Stored data:
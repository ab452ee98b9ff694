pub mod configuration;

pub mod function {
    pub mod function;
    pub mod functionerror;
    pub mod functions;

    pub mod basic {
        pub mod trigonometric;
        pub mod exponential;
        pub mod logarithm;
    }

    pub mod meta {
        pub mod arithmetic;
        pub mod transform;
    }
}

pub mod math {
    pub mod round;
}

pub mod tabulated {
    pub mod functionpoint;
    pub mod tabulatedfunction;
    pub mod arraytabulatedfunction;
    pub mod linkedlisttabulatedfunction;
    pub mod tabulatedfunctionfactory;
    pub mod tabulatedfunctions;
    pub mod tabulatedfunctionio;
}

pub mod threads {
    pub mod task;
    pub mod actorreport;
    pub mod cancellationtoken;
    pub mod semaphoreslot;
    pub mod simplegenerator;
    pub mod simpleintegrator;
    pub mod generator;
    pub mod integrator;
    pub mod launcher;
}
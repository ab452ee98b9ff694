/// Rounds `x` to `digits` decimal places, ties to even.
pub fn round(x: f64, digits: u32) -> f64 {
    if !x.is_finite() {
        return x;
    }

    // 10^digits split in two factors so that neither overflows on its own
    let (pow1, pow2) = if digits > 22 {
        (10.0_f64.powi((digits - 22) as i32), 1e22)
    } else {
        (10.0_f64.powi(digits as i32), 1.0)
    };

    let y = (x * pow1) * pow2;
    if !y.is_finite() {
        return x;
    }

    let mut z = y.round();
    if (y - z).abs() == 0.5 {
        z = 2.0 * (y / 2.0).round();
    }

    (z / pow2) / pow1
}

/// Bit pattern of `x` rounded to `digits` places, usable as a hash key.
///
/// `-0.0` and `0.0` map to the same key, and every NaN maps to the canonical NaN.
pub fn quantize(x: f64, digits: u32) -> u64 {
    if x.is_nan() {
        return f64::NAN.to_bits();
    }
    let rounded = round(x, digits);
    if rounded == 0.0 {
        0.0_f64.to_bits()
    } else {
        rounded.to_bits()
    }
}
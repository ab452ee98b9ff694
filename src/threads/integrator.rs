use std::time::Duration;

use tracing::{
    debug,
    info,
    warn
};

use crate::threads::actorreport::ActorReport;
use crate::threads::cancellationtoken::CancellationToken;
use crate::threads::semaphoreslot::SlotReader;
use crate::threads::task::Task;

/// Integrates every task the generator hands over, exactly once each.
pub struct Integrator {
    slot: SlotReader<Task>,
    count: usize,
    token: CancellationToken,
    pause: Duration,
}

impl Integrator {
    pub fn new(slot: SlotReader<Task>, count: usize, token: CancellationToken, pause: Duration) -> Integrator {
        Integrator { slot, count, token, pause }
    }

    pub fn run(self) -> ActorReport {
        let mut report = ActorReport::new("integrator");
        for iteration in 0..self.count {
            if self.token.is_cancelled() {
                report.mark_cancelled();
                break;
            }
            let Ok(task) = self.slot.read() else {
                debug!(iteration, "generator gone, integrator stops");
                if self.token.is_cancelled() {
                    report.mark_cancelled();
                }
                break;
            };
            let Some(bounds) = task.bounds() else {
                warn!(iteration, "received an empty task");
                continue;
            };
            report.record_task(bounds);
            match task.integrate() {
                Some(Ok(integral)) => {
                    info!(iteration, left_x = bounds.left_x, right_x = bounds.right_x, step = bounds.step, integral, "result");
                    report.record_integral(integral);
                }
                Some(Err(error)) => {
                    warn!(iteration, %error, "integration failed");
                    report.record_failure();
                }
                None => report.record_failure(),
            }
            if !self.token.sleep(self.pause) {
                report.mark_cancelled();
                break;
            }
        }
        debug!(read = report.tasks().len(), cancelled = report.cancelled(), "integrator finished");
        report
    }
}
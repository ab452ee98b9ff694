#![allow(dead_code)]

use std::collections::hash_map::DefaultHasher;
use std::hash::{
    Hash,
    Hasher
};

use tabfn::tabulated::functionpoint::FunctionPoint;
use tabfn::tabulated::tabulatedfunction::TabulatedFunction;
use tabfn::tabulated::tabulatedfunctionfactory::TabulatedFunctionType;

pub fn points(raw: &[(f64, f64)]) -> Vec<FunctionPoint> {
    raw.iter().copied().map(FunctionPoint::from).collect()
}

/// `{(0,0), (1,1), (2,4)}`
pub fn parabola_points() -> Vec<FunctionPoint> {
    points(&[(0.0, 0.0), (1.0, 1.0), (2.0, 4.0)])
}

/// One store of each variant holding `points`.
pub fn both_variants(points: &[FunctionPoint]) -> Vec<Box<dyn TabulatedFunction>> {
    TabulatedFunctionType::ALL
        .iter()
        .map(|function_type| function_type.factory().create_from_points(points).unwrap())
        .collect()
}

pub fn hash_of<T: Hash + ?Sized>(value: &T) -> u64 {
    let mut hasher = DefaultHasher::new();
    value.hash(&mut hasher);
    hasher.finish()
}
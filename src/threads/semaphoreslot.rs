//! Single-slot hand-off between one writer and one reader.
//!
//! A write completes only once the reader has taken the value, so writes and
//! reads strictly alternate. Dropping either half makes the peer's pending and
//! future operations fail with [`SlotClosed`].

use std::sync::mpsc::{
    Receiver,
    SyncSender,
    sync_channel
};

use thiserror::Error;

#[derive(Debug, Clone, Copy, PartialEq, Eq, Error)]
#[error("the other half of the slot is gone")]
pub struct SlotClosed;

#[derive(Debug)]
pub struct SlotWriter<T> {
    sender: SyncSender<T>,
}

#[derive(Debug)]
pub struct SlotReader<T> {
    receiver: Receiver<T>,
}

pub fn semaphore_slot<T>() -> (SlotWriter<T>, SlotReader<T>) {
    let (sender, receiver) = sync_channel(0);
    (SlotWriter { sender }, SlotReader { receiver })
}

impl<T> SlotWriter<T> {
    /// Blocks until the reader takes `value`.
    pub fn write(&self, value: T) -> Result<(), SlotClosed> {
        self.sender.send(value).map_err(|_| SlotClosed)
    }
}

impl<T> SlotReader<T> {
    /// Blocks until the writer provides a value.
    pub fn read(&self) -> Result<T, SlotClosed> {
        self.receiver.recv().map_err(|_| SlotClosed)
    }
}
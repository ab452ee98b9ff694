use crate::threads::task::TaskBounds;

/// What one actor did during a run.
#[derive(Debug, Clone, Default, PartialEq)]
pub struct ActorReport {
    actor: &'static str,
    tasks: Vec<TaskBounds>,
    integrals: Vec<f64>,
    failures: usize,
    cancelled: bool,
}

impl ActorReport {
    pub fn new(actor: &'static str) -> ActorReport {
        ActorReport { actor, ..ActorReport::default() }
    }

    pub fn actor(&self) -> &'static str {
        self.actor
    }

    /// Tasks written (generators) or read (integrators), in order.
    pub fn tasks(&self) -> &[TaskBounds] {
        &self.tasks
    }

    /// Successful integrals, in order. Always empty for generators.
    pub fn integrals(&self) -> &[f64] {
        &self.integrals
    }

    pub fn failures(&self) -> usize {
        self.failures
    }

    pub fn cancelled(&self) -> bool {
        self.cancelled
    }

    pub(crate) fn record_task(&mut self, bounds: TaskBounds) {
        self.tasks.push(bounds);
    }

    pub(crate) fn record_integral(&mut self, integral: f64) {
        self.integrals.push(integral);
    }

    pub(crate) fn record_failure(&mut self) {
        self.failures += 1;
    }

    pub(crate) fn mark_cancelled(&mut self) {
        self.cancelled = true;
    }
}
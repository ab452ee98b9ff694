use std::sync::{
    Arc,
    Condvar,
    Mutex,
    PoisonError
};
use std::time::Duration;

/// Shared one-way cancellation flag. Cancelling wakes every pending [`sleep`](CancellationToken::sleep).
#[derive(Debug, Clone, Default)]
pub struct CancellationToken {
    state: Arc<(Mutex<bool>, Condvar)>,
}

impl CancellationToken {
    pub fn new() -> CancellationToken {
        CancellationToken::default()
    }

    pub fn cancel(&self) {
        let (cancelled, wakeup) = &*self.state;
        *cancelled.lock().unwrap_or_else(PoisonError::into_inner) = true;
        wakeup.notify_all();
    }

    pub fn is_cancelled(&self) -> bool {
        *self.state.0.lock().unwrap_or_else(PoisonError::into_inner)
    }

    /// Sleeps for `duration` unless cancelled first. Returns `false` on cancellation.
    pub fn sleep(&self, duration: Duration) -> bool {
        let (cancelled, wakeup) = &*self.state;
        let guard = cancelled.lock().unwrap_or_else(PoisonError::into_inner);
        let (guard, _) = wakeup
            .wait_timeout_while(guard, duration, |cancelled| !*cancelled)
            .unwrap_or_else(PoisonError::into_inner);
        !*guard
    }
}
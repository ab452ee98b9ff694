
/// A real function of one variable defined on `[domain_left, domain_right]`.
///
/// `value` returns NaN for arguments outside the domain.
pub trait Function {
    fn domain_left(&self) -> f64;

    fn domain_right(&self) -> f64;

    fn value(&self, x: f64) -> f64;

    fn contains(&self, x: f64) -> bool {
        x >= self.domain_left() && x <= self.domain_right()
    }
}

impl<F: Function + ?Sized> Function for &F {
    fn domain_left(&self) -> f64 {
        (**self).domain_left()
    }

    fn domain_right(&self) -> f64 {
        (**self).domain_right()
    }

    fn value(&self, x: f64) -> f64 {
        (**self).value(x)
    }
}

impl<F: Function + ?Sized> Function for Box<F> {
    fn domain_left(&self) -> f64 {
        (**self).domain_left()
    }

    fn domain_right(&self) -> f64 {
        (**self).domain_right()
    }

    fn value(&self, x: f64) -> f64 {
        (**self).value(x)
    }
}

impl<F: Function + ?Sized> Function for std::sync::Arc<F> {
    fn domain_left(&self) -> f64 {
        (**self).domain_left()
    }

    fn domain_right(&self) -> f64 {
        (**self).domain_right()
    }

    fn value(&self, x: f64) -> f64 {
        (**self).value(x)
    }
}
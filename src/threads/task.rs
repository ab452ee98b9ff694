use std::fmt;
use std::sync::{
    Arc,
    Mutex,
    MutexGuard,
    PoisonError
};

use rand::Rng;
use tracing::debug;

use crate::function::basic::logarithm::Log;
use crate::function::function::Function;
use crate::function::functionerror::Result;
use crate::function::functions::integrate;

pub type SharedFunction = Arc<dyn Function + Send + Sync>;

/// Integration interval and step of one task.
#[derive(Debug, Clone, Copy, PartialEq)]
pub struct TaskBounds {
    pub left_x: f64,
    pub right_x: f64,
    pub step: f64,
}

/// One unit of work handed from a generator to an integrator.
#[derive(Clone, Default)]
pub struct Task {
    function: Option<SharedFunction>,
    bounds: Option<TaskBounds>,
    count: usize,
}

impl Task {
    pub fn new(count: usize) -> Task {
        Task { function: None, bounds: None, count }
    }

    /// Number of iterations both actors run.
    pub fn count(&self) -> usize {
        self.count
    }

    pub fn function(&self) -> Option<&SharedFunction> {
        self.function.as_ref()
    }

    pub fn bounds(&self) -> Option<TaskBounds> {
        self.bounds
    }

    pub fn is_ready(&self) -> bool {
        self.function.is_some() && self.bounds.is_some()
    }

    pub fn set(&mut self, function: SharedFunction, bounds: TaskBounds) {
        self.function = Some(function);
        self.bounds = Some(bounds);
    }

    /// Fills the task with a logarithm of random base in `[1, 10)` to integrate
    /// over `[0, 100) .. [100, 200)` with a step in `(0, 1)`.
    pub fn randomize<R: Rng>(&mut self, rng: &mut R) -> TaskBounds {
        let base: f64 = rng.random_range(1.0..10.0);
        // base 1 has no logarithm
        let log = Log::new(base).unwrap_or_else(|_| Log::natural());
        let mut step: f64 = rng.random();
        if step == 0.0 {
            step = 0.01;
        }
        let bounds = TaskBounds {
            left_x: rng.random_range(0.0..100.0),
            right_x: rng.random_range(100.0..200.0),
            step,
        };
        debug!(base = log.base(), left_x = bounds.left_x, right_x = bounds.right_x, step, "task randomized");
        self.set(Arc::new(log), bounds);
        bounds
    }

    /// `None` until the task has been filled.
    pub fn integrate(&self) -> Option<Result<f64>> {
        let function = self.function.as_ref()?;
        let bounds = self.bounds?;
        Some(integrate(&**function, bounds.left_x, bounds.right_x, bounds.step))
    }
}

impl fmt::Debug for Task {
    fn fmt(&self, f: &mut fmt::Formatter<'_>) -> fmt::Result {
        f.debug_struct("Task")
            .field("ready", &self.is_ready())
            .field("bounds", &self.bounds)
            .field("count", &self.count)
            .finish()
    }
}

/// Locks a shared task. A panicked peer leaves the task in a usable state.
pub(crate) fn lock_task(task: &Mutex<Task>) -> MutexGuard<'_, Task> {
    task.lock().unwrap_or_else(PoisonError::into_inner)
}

TASK: Scan the lines above for the word "once". Return each one that has it.

SOLUTION FOR THIS TASK:
/// Integrates every task the generator hands over, exactly once each.
//! A write completes only once the reader has taken the value, so writes and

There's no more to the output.